I am trying to perform the quickest lookup possible in Spark, as part of some practice rolling-my-own association rules module. Please note that I know the metric below, confidence, is supported in PySpark. This is just an example -- another metric, lift, is not supported, yet I intend to use the results from this discussion to develop that.

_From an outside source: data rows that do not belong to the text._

//! # File Store
//!
//! Content-addressed on-disk layout for cached resources.
//!
//! ```text
//! <root>/video/<sha256(url)>[_<w>x<h>].<ext>
//! <root>/image/<sha256(url)>[_<w>x<h>].<ext>
//! <root>/tmp/<sha256(url)>.part        bytes still arriving
//! <root>/tmp/<sha256(url)>.<ext>       body complete, not yet moved into place
//! ```

use std::io::SeekFrom;
use std::path::{Path, PathBuf};
use std::sync::Arc;
use std::sync::atomic::{AtomicBool, Ordering};
use std::time::SystemTime;

use bytes::Bytes;
use chrono::{DateTime, Utc};
use serde::Serialize;
use sha2::{Digest, Sha256};
use tokio::fs;
use tokio::io::{self, AsyncReadExt, AsyncSeekExt};
use tracing::{debug, error, warn};
use url::Url;

use crate::error::{CacheError, Result};
use crate::resource::{ResourceKind, url_extension};

const TEMP_DIR: &str = "tmp";

/// A persisted artifact on disk
#[derive(Debug, Clone, PartialEq, Eq, Serialize)]
pub struct StoredFile {
    pub path: PathBuf,
    pub size_bytes: u64,
    pub created_at: DateTime<Utc>,
}

/// Optional size suffix for multi-resolution image variants
#[derive(Debug, Clone, Copy, PartialEq, Eq)]
pub struct SizeVariant {
    pub width: u32,
    pub height: u32,
}

#[derive(Debug, Clone)]
pub struct FileStore {
    root: PathBuf,
    initialized: Arc<AtomicBool>,
}

impl FileStore {
    /// Open a store rooted at `root`, creating every directory it uses
    pub async fn open(root: impl Into<PathBuf>) -> Result<Self> {
        let store = Self {
            root: root.into(),
            initialized: Arc::new(AtomicBool::new(false)),
        };
        store.ensure_initialized().await?;
        Ok(store)
    }

    pub fn root(&self) -> &Path {
        &self.root
    }

    async fn ensure_initialized(&self) -> io::Result<()> {
        // Fast path - already initialized
        if self.initialized.load(Ordering::Acquire) {
            return Ok(());
        }

        // create_dir_all is idempotent, so racing initializers are harmless
        fs::create_dir_all(self.root.join(TEMP_DIR)).await?;
        for kind in ResourceKind::ALL {
            fs::create_dir_all(self.kind_dir(kind)).await?;
        }

        self.initialized.store(true, Ordering::Release);
        Ok(())
    }

    fn kind_dir(&self, kind: ResourceKind) -> PathBuf {
        self.root.join(kind.dir_name())
    }

    fn temp_dir(&self) -> PathBuf {
        self.root.join(TEMP_DIR)
    }

    fn url_hash(url: &Url) -> String {
        let hash = Sha256::digest(url.as_str().as_bytes());
        format!("{hash:x}")
    }

    fn extension(url: &Url, kind: ResourceKind) -> String {
        url_extension(url).unwrap_or_else(|| kind.default_extension().to_string())
    }

    /// Deterministic permanent path for a resource
    pub fn path_for(&self, url: &Url, kind: ResourceKind, variant: Option<SizeVariant>) -> PathBuf {
        let mut name = Self::url_hash(url);
        if let Some(v) = variant {
            name.push_str(&format!("_{}x{}", v.width, v.height));
        }
        name.push('.');
        name.push_str(&Self::extension(url, kind));
        self.kind_dir(kind).join(name)
    }

    /// Path bytes are written to while a transfer is in flight
    pub fn part_path(&self, url: &Url) -> PathBuf {
        self.temp_dir().join(format!("{}.part", Self::url_hash(url)))
    }

    /// Path of a completed body waiting for transform and move
    pub fn staged_path(&self, url: &Url, kind: ResourceKind) -> PathBuf {
        self.temp_dir()
            .join(format!("{}.{}", Self::url_hash(url), Self::extension(url, kind)))
    }

    /// Rename a finished `.part` file to its staged name
    pub async fn stage(&self, url: &Url, kind: ResourceKind) -> Result<PathBuf> {
        let part = self.part_path(url);
        let staged = self.staged_path(url, kind);
        if !fs::try_exists(&part).await? {
            error!(path = ?part, "Finished transfer has no part file");
            return Err(CacheError::MissingTempFile(part));
        }
        fs::rename(&part, &staged).await?;
        Ok(staged)
    }

    /// Whether a completed body is waiting to be moved into place
    pub async fn has_staged(&self, url: &Url, kind: ResourceKind) -> bool {
        Self::non_empty_len(&self.staged_path(url, kind)).await.is_some()
    }

    /// Atomically relocate a completed temp file to the permanent path of `url`.
    ///
    /// A missing temp file means the caller broke the completion contract;
    /// it is reported loudly and never retried.
    pub async fn move_into_place(&self, temp: &Path, url: &Url, kind: ResourceKind) -> Result<PathBuf> {
        self.move_variant_into_place(temp, url, kind, None).await
    }

    pub async fn move_variant_into_place(
        &self,
        temp: &Path,
        url: &Url,
        kind: ResourceKind,
        variant: Option<SizeVariant>,
    ) -> Result<PathBuf> {
        self.ensure_initialized().await?;

        if !fs::try_exists(temp).await? {
            error!(path = ?temp, url = %url, "Temporary file is unreachable at move time");
            return Err(CacheError::MissingTempFile(temp.to_path_buf()));
        }

        let dest = self.path_for(url, kind, variant);
        if let Err(e) = fs::rename(temp, &dest).await {
            // Rename fails across filesystems; fall back to copy + remove.
            warn!(from = ?temp, to = ?dest, error = %e, "Rename failed, copying instead");
            let staging = dest.with_extension("moving");
            fs::copy(temp, &staging).await?;
            fs::rename(&staging, &dest).await?;
            remove_quietly(temp).await;
        }

        debug!(url = %url, path = ?dest, "Moved resource into place");
        Ok(dest)
    }

    /// Write bytes straight to the permanent path via a temp file
    pub async fn write_bytes(&self, url: &Url, kind: ResourceKind, data: &[u8]) -> Result<PathBuf> {
        self.ensure_initialized().await?;
        let temp = self.temp_dir().join(format!("{}.write", Self::url_hash(url)));
        if let Err(e) = fs::write(&temp, data).await {
            warn!(path = ?temp, error = %e, "Failed to write cache file");
            remove_quietly(&temp).await;
            return Err(e.into());
        }
        self.move_into_place(&temp, url, kind).await
    }

    /// Copy an external file into the store
    pub async fn import_file(&self, source: &Path, url: &Url, kind: ResourceKind) -> Result<PathBuf> {
        self.ensure_initialized().await?;
        let temp = self.temp_dir().join(format!("{}.write", Self::url_hash(url)));
        fs::copy(source, &temp).await?;
        self.move_into_place(&temp, url, kind).await
    }

    /// Size of a file, treating zero-length files as absent and deleting them
    async fn non_empty_len(path: &Path) -> Option<u64> {
        match fs::metadata(path).await {
            Ok(meta) if meta.len() == 0 => {
                warn!(path = ?path, "Removing zero-byte cache file");
                remove_quietly(path).await;
                None
            }
            Ok(meta) => Some(meta.len()),
            Err(_) => None,
        }
    }

    async fn stored_file(path: PathBuf) -> Option<StoredFile> {
        let meta = match fs::metadata(&path).await {
            Ok(meta) => meta,
            Err(_) => return None,
        };
        if meta.len() == 0 {
            warn!(path = ?path, "Removing zero-byte cache file");
            remove_quietly(&path).await;
            return None;
        }
        let created: SystemTime = meta
            .created()
            .or_else(|_| meta.modified())
            .unwrap_or_else(|_| SystemTime::now());
        Some(StoredFile {
            path,
            size_bytes: meta.len(),
            created_at: DateTime::<Utc>::from(created),
        })
    }

    /// Information about the permanent file for `url`.
    ///
    /// A zero-byte file is deleted as a side effect and reported as absent.
    pub async fn info(&self, url: &Url, kind: ResourceKind) -> Option<StoredFile> {
        Self::stored_file(self.path_for(url, kind, None)).await
    }

    pub async fn exists(&self, url: &Url, kind: ResourceKind) -> bool {
        self.info(url, kind).await.is_some()
    }

    /// Read the whole permanent file
    pub async fn read(&self, url: &Url, kind: ResourceKind) -> Result<Option<Bytes>> {
        if self.info(url, kind).await.is_none() {
            return Ok(None);
        }
        match fs::read(self.path_for(url, kind, None)).await {
            Ok(data) => Ok(Some(Bytes::from(data))),
            Err(e) if e.kind() == io::ErrorKind::NotFound => Ok(None),
            Err(e) => Err(e.into()),
        }
    }

    /// Read at most `length` bytes starting at `offset` from the permanent file
    pub async fn read_range(
        &self,
        url: &Url,
        kind: ResourceKind,
        offset: u64,
        length: u64,
    ) -> Result<Bytes> {
        let path = self.path_for(url, kind, None);
        let mut file = fs::File::open(&path).await?;
        let size = file.metadata().await?.len();
        if offset >= size {
            return Ok(Bytes::new());
        }
        let to_read = length.min(size - offset);
        file.seek(SeekFrom::Start(offset)).await?;
        let mut buf = Vec::with_capacity(to_read as usize);
        (&mut file).take(to_read).read_to_end(&mut buf).await?;
        Ok(Bytes::from(buf))
    }

    /// Delete the permanent file for `url`. Returns whether a file was removed.
    pub async fn delete(&self, url: &Url, kind: ResourceKind) -> bool {
        remove_quietly(&self.path_for(url, kind, None)).await
    }

    /// Delete every temporary artifact belonging to `url`
    pub async fn delete_temp(&self, url: &Url, kind: ResourceKind) {
        remove_quietly(&self.part_path(url)).await;
        remove_quietly(&self.staged_path(url, kind)).await;
    }

    /// Remove all files of `kind`, or everything when `kind` is `None`
    pub async fn clear(&self, kind: Option<ResourceKind>) -> Result<()> {
        let dirs = match kind {
            Some(kind) => vec![self.kind_dir(kind)],
            None => {
                let mut dirs: Vec<PathBuf> = ResourceKind::ALL.iter().map(|k| self.kind_dir(*k)).collect();
                dirs.push(self.temp_dir());
                dirs
            }
        };

        for dir in dirs {
            match fs::remove_dir_all(&dir).await {
                Ok(()) => {}
                Err(e) if e.kind() == io::ErrorKind::NotFound => {}
                Err(e) => {
                    warn!(dir = ?dir, error = %e, "Failed to clear cache directory");
                    return Err(e.into());
                }
            }
        }

        // Recreate the layout
        self.initialized.store(false, Ordering::Release);
        self.ensure_initialized().await?;
        debug!(kind = ?kind, "Cleared file store");
        Ok(())
    }

    /// Every non-empty permanent file, optionally restricted to one kind
    pub async fn list(&self, kind: Option<ResourceKind>) -> Result<Vec<StoredFile>> {
        let kinds: Vec<ResourceKind> = match kind {
            Some(kind) => vec![kind],
            None => ResourceKind::ALL.to_vec(),
        };

        let mut files = Vec::new();
        for kind in kinds {
            let mut entries = match fs::read_dir(self.kind_dir(kind)).await {
                Ok(entries) => entries,
                Err(e) if e.kind() == io::ErrorKind::NotFound => continue,
                Err(e) => return Err(e.into()),
            };
            while let Some(entry) = entries.next_entry().await? {
                if let Some(file) = Self::stored_file(entry.path()).await {
                    files.push(file);
                }
            }
        }
        files.sort_by(|a, b| a.path.cmp(&b.path));
        Ok(files)
    }
}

As part of calculating the confidence of a rule, I need to look at how often the antecedent and consequent occur together, as well as how often the antecedent occurs across the whole transaction set (in this case, rdd
).
from itertools import combinations, chain
def powerset(iterable, no_empty=True):
''' Produce the powerset for a given iterable '''
s = list(iterable)
combos = (combinations(s, r) for r in range(len(s)+1))

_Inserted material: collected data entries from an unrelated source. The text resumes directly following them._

mod headers;
pub mod progress;
mod size;

// Export utility functions
pub use self::headers::parse_headers;
pub use self::size::format_bytes;
pub use self::size::parse_size;
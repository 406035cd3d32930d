//! # Builder for CacheConfig
//!
//! Fluent construction of [`CacheConfig`] instances.
//!
//! # Example
//!
//! ```
//! use std::time::Duration;
//! use mediacache_engine::CacheConfig;
//!
//! let config = CacheConfig::builder()
//!     .with_root_dir("/tmp/media")
//!     .with_memory_cost_limit(64 * 1024 * 1024)
//!     .with_connect_timeout(Duration::from_secs(5))
//!     .with_header("Referer", "https://example.com/")
//!     .build();
//!
//! assert_eq!(config.memory_cost_limit, 64 * 1024 * 1024);
//! ```

use std::path::PathBuf;
use std::time::Duration;

use reqwest::header::{HeaderMap, HeaderValue};

use crate::config::{CacheConfig, TransportConfig};

/// Builder for creating CacheConfig instances with a fluent API
#[derive(Debug, Clone)]
pub struct CacheConfigBuilder {
    config: CacheConfig,
}

impl CacheConfigBuilder {
    /// Create a new builder with default configuration
    pub fn new() -> Self {
        Self {
            config: CacheConfig::default(),
        }
    }

    /// Set the root cache directory
    pub fn with_root_dir(mut self, root_dir: impl Into<PathBuf>) -> Self {
        self.config.root_dir = root_dir.into();
        self
    }

    /// Set the entry limit of the encoded memory tier
    pub fn with_memory_count_limit(mut self, limit: usize) -> Self {
        self.config.memory_count_limit = limit;
        self
    }

    /// Set the byte limit of the decoded memory tier
    pub fn with_memory_cost_limit(mut self, limit: usize) -> Self {
        self.config.memory_cost_limit = limit;
        self
    }

    /// Enable or disable compression of the encoded memory tier
    pub fn with_memory_compression(mut self, enabled: bool) -> Self {
        self.config.compress_memory = enabled;
        self
    }

    /// Replace the whole transport configuration
    pub fn with_transport(mut self, transport: TransportConfig) -> Self {
        self.config.transport = transport;
        self
    }

    /// Set the overall timeout for the entire HTTP request
    pub fn with_timeout(mut self, timeout: Duration) -> Self {
        self.config.transport.timeout = timeout;
        self
    }

    /// Set the connection timeout (time to establish initial connection)
    pub fn with_connect_timeout(mut self, timeout: Duration) -> Self {
        self.config.transport.connect_timeout = timeout;
        self
    }

    /// Set the read timeout (maximum time between receiving data chunks)
    pub fn with_read_timeout(mut self, timeout: Duration) -> Self {
        self.config.transport.read_timeout = timeout;
        self
    }

    /// Set whether to follow redirects
    pub fn with_follow_redirects(mut self, follow: bool) -> Self {
        self.config.transport.follow_redirects = follow;
        self
    }

    /// Set the user agent string
    pub fn with_user_agent(mut self, user_agent: impl Into<String>) -> Self {
        self.config.transport.user_agent = user_agent.into();
        self
    }

    /// Add a custom HTTP header; invalid names or values are ignored
    pub fn with_header(mut self, name: impl AsRef<str>, value: impl AsRef<str>) -> Self {
        if let (Ok(name), Ok(value)) = (
            name.as_ref().parse::<reqwest::header::HeaderName>(),
            HeaderValue::from_str(value.as_ref()),
        ) {
            self.config.transport.headers.insert(name, value);
        }
        self
    }

    /// Set all HTTP headers, replacing any existing headers
    pub fn with_headers(mut self, headers: HeaderMap) -> Self {
        self.config.transport.headers = headers;
        self
    }

    /// Build the CacheConfig instance
    pub fn build(self) -> CacheConfig {
        self.config
    }
}

impl Default for CacheConfigBuilder {
    fn default() -> Self {
        Self::new()
    }
}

powerset = chain.from_iterable(combos)
return (el for el in powerset if el) if no_empty else powerset
# Set-up transaction set
rdd = sc.parallelize(
[
('a',),
('a', 'b'),
('a', 'b'),
('b', 'c'),
('a', 'c'),
('a', 'b'),
('b', 'c'),
('c',),
('b'),
]
)
# Create an RDD with the counts of each
# possible itemset
counts = (
rdd
.flatMap(lambda x: powerset(x))
.map(lambda x: (x, 1))
.reduceByKey(lambda x, y: x + y)
.map(lambda x: (frozenset(x[0]), x[1]))
)
# Function to calculate confidence of a rule
confidence = lambda x: counts.lookup(frozenset(x)) / counts.lookup((frozenset(x[1]),))
confidence_result = (
rdd
# Must be applied to length-two and greater itemsets
.filter(lambda x: len(x) > 1)
.map(confidence)
)
For those familiar with this type of lookup problem, you'll know that this type of Exception is raised:
Exception: It appears that you are attempting to broadcast an RDD or reference an RDD from an action or transformation. RDD transformations and actions can only be invoked by the driver, not inside of other transformations; for example, rdd1.map(lambda x: rdd2.values.count() * x) is invalid because the values transformation and count action cannot be performed inside of the rdd1.map transformation. For more information, see SPARK-5063.

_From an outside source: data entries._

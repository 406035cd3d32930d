use std::path::PathBuf;
use std::time::Duration;

use reqwest::header::{HeaderMap, HeaderValue};

const DEFAULT_USER_AGENT: &str = "Mozilla/5.0 (Windows NT 10.0; Win64; x64) AppleWebKit/537.36 (KHTML, like Gecko) Chrome/126.0.0.0 Safari/537.36";

/// Settings for the HTTP transport
#[derive(Debug, Clone)]
pub struct TransportConfig {
    /// Overall timeout for the entire HTTP request, zero disables it
    pub timeout: Duration,

    /// Connection timeout (time to establish initial connection)
    pub connect_timeout: Duration,

    /// Read timeout (maximum time between receiving data chunks)
    pub read_timeout: Duration,

    /// Whether to follow redirects
    pub follow_redirects: bool,

    /// User agent string
    pub user_agent: String,

    /// Custom HTTP headers for requests
    pub headers: HeaderMap,
}

impl Default for TransportConfig {
    fn default() -> Self {
        Self {
            // Media bodies can take a long time; bound stalls instead.
            timeout: Duration::ZERO,
            connect_timeout: Duration::from_secs(10),
            read_timeout: Duration::from_secs(30),
            follow_redirects: true,
            user_agent: DEFAULT_USER_AGENT.to_owned(),
            headers: TransportConfig::get_default_headers(),
        }
    }
}

impl TransportConfig {
    pub fn get_default_headers() -> HeaderMap {
        let mut default_headers = HeaderMap::new();

        // Byte offsets must refer to the stored representation, so no
        // content coding is negotiated.
        default_headers.insert(
            reqwest::header::ACCEPT_ENCODING,
            HeaderValue::from_static("identity"),
        );

        default_headers.insert(
            reqwest::header::CONNECTION,
            HeaderValue::from_static("keep-alive"),
        );

        default_headers.insert(reqwest::header::ACCEPT, HeaderValue::from_static("*/*"));
        default_headers
    }
}

/// Configuration of a [`MediaCache`](crate::MediaCache)
#[derive(Debug, Clone)]
pub struct CacheConfig {
    /// Root directory holding one directory per resource kind
    pub root_dir: PathBuf,

    /// Maximum number of entries in the encoded memory tier, 0 for unbounded
    pub memory_count_limit: usize,

    /// Maximum total cost in bytes of the decoded memory tier, 0 for unbounded
    pub memory_cost_limit: usize,

    /// Whether the encoded memory tier stores compressed bytes
    pub compress_memory: bool,

    /// HTTP transport settings
    pub transport: TransportConfig,
}

impl Default for CacheConfig {
    fn default() -> Self {
        Self {
            root_dir: std::env::temp_dir().join("mediacache"),
            memory_count_limit: 64,
            memory_cost_limit: 32 * 1024 * 1024, // 32 MiB
            compress_memory: true,
            transport: TransportConfig::default(),
        }
    }
}

impl CacheConfig {
    pub fn builder() -> crate::builder::CacheConfigBuilder {
        crate::builder::CacheConfigBuilder::new()
    }

    /// Directory of the key-value substrate records
    pub fn state_dir(&self) -> PathBuf {
        self.root_dir.join("state")
    }
}
impl StreamFulfillmentEngine {
    /// Engine for a resource whose bytes are still arriving
    pub fn streaming() -> Self {
        Self::with_state(EngineState {
            buffer: BytesMut::new(),
            info: ContentInfo::default(),
            pending: Vec::new(),
            status: SourceStatus::Streaming,
        })
    }

    /// Engine over fixed in-memory bytes; content info is known immediately
    pub fn from_bytes(bytes: Bytes, content_type: impl Into<String>) -> Self {
        let len = bytes.len() as u64;
        Self::with_state(EngineState {
            buffer: BytesMut::from(bytes),
            info: ContentInfo::new(Some(content_type.into()), Some(len)),
            pending: Vec::new(),
            status: SourceStatus::Finished,
        })
    }

    fn with_state(state: EngineState) -> Self {
        Self {
            state: Mutex::new(state),
            next_id: AtomicU64::new(1),
        }
    }

    /// Register reads and immediately serve whatever is already buffered
    pub fn submit_reads(&self, reads: impl IntoIterator<Item = ReadRequest>) -> Vec<ReadHandle> {
        let mut state = self.state.lock();
        let mut handles = Vec::new();
        for request in reads {
            let id = self.next_id.fetch_add(1, Ordering::Relaxed);
            let (tx, rx) = mpsc::unbounded_channel();
            state.pending.push(PendingRead {
                id,
                request,
                delivered: 0,
                info_sent: false,
                tx,
            });
            handles.push(ReadHandle { id, request, rx });
        }
        state.fulfill();
        handles
    }

    /// Convenience for a single read
    pub fn submit_read(&self, request: ReadRequest) -> ReadHandle {
        let mut handles = self.submit_reads([request]);
        // submit_reads returns exactly one handle per request
        handles.remove(0)
    }

    /// Withdraw a pending read. Returns whether it was still pending.
    pub fn cancel_read(&self, id: ReadId) -> bool {
        let mut state = self.state.lock();
        let before = state.pending.len();
        state.pending.retain(|read| read.id != id);
        before != state.pending.len()
    }

    /// Record response metadata; only the first value seen for each field is kept
    pub fn on_response(&self, info: ContentInfo) {
        let mut state = self.state.lock();
        if state.info.content_type.is_none() {
            state.info.content_type = info.content_type;
        }
        if state.info.content_length.is_none() {
            state.info.content_length = info.content_length;
        }
        state.fulfill();
    }

    /// Append a chunk and serve every read it unblocks
    pub fn on_bytes_appended(&self, chunk: &[u8]) {
        let mut state = self.state.lock();
        state.buffer.extend_from_slice(chunk);
        state.fulfill();
    }

    /// Append a chunk that starts at `offset` of the resource.
    ///
    /// Bytes already buffered are skipped, which keeps the buffer append-only
    /// when a transfer restarts from an earlier position. Returns the number
    /// of bytes actually appended.
    pub fn append_at(&self, offset: u64, chunk: &[u8]) -> usize {
        let mut state = self.state.lock();
        let buffered = state.buffer.len() as u64;
        let end = offset + chunk.len() as u64;
        if end <= buffered {
            return 0;
        }
        if offset > buffered {
            warn!(offset, buffered, "Chunk leaves a gap in the stream buffer, ignoring it");
            return 0;
        }
        let skip = (buffered - offset) as usize;
        state.buffer.extend_from_slice(&chunk[skip..]);
        state.fulfill();
        chunk.len() - skip
    }

    /// Drop everything buffered because the source is starting over with
    /// content that may differ.
    ///
    /// Reads that already received bytes fail with
    /// [`CacheError::ContentChanged`]; the others stay pending and are served
    /// from the new content, including its content info.
    pub fn restart(&self) {
        let mut state = self.state.lock();
        let discarded = state.buffer.len();
        state.buffer.clear();
        state.info = ContentInfo::default();
        state.status = SourceStatus::Streaming;
        state.pending.retain_mut(|read| {
            if read.delivered > 0 {
                let _ = read.tx.send(ReadEvent::Failed(CacheError::ContentChanged));
                return false;
            }
            read.info_sent = false;
            true
        });
        debug!(discarded, pending = state.pending.len(), "Stream restarted");
    }

    /// Mark the source complete; pending reads are answered against the final size
    pub fn finish(&self) {
        let mut state = self.state.lock();
        if state.info.content_length.is_none() {
            state.info.content_length = Some(state.buffer.len() as u64);
        }
        state.status = SourceStatus::Finished;
        debug!(len = state.buffer.len(), pending = state.pending.len(), "Stream finished");
        state.fulfill();
    }

    /// Mark the source failed; every pending read receives the error
    pub fn fail(&self, error: CacheError) {
        let mut state = self.state.lock();
        state.status = SourceStatus::Failed(error);
        state.fulfill();
    }

    pub fn buffered_len(&self) -> u64 {
        self.state.lock().buffer.len() as u64
    }

    pub fn content_info(&self) -> ContentInfo {
        self.state.lock().info.clone()
    }

    pub fn pending_count(&self) -> usize {
        self.state.lock().pending.len()
    }

    pub fn is_finished(&self) -> bool {
        matches!(self.state.lock().status, SourceStatus::Finished)
    }
}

One way to get around this exception is to convert counts
to a dictionary:
counts = dict(counts.collect())
confidence = lambda x: (x, counts[frozenset(x)] / counts[frozenset(x[1])])
confidence_result = (
rdd
# Must be applied to length-two and greater itemsets
.filter(lambda x: len(x) > 1)
.map(confidence)
)
Which gives me my result. But the process of running counts.collect
is very expensive, since in reality I have a dataset with 50m+ records. Is there a better option for performing this type of lookup?